- **Information shown**
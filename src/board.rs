//! RP2350 glue: uptime clock, watchdog, sensor bus delay, SD transport types

use embassy_rp::gpio::Output;
use embassy_rp::peripherals::SPI1;
use embassy_rp::spi::{Blocking, Spi};
use embassy_time::Instant;
use embedded_hal::delay::DelayNs;

use crate::sdcard::SdCard;
use crate::session::{Clock, Watchdog};
use crate::time::{TimeSource, Timestamp};
use crate::transport::SpiTransport;

pub type SdSpi = Spi<'static, SPI1, Blocking>;
pub type SdCs = Output<'static>;
pub type SdTransport = SpiTransport<SdSpi, SdCs>;
pub type BoardCard = SdCard<SdTransport>;

/// `dt` tick length written into CSV headers (embassy-time runs at 1 MHz)
pub const DT_UNITS: &str = "1 us";

/// Time source based on uptime since boot (no RTC on board).
/// Files still get distinguishable timestamps for ordering.
pub struct UptimeTimeSource;

impl TimeSource for UptimeTimeSource {
    fn get_timestamp(&self) -> Timestamp {
        Timestamp::from_uptime_secs(Instant::now().as_secs())
    }
}

/// Tick counter for CSV `dt` columns.
pub struct UptimeClock;

impl Clock for UptimeClock {
    fn now_ticks(&mut self) -> u32 {
        Instant::now().as_ticks() as u32
    }
}

pub struct BoardWatchdog(pub embassy_rp::watchdog::Watchdog);

impl Watchdog for BoardWatchdog {
    fn feed(&mut self) {
        self.0.feed();
    }
}

/// Core clock the sensor bus delays are counted against
pub const CORE_CLOCK_MHZ: u32 = 150;

/// Chip-select setup/hold delay for the shared sensor bus. Spins the core;
/// the intervals involved are a few hundred nanoseconds.
pub struct SpinDelay;

impl DelayNs for SpinDelay {
    fn delay_ns(&mut self, ns: u32) {
        let cycles = (ns.saturating_mul(CORE_CLOCK_MHZ) / 1000).max(1);
        cortex_m::asm::delay(cycles);
    }
}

- **Exercise objective**
Each entry above is to be duplicated exactly, with nothing left out.

- **Exercise solution**
filename src/board.rs
//! RP2350 glue: uptime clock, watchdog, sensor bus delay, SD transport types

use embassy_rp::gpio::Output;
use embassy_rp::peripherals::SPI1;
use embassy_rp::spi::{Blocking, Spi};
use embassy_time::Instant;
use embedded_hal::delay::DelayNs;

use crate::sdcard::SdCard;
use crate::session::{Clock, Watchdog};
use crate::time::{TimeSource, Timestamp};
use crate::transport::SpiTransport;

pub type SdSpi = Spi<'static, SPI1, Blocking>;
pub type SdCs = Output<'static>;
pub type SdTransport = SpiTransport<SdSpi, SdCs>;
pub type BoardCard = SdCard<SdTransport>;

/// `dt` tick length written into CSV headers (embassy-time runs at 1 MHz)
pub const DT_UNITS: &str = "1 us";

/// Time source based on uptime since boot (no RTC on board).
/// Files still get distinguishable timestamps for ordering.
pub struct UptimeTimeSource;

impl TimeSource for UptimeTimeSource {
    fn get_timestamp(&self) -> Timestamp {
        Timestamp::from_uptime_secs(Instant::now().as_secs())
    }
}

/// Tick counter for CSV `dt` columns.
pub struct UptimeClock;

impl Clock for UptimeClock {
    fn now_ticks(&mut self) -> u32 {
        Instant::now().as_ticks() as u32
    }
}

pub struct BoardWatchdog(pub embassy_rp::watchdog::Watchdog);

impl Watchdog for BoardWatchdog {
    fn feed(&mut self) {
        self.0.feed();
    }
}

/// Core clock the sensor bus delays are counted against
pub const CORE_CLOCK_MHZ: u32 = 150;

/// Chip-select setup/hold delay for the shared sensor bus. Spins the core;
/// the intervals involved are a few hundred nanoseconds.
pub struct SpinDelay;

impl DelayNs for SpinDelay {
    fn delay_ns(&mut self, ns: u32) {
        let cycles = (ns.saturating_mul(CORE_CLOCK_MHZ) / 1000).max(1);
        cortex_m::asm::delay(cycles);
    }
}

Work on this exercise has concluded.